Dataset records:

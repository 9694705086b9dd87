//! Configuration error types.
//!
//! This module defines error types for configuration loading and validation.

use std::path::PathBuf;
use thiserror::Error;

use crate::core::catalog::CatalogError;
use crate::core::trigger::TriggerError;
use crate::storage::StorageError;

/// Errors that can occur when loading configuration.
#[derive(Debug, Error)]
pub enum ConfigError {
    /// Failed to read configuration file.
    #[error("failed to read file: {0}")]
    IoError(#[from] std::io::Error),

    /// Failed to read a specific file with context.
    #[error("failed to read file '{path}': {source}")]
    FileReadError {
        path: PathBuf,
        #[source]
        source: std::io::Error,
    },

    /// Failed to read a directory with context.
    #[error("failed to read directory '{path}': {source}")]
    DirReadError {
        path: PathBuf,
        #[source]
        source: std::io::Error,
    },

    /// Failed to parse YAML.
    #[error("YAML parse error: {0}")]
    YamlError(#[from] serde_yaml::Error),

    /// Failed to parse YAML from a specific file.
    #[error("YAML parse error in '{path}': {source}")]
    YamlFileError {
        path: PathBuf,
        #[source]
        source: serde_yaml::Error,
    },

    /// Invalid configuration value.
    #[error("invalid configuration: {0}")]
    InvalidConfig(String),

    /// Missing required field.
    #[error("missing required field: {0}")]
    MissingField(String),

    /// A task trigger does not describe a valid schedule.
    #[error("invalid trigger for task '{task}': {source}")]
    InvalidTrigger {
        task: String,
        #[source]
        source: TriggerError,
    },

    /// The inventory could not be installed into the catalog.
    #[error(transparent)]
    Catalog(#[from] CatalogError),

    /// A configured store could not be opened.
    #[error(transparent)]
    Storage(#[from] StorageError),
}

- Task statement -
Return the number of lines in the data above that include the word "TriggerError", and nothing else.

- Finished task -
2